* **PROBLEM TO WORK ON**
Scan the entries below and say how many lines contain "Value". Write only the number.

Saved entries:
============

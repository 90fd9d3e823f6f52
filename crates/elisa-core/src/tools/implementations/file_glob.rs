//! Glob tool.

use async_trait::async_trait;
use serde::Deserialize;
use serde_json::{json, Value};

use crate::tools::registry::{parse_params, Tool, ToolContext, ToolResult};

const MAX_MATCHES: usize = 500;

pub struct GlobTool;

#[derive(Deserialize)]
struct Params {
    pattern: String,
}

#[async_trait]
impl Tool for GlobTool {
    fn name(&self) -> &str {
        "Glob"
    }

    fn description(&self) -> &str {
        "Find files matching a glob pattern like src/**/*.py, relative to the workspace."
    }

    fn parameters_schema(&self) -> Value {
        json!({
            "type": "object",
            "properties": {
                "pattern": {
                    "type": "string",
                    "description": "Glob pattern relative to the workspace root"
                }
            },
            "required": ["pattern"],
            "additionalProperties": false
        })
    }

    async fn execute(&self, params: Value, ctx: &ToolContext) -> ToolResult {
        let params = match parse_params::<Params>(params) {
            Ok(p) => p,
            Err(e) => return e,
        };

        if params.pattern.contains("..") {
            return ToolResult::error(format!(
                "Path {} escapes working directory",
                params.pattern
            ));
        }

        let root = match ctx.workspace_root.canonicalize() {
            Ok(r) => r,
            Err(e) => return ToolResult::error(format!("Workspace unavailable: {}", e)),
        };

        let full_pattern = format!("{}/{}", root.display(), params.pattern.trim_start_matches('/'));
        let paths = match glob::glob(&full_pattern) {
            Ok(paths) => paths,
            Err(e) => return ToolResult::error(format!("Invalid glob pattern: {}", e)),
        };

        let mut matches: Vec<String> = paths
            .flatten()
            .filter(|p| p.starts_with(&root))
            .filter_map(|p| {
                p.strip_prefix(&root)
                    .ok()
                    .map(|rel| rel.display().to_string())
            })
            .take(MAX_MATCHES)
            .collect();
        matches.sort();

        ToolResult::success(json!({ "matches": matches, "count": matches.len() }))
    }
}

============

* **ANSWER TO THE EXERCISE**
3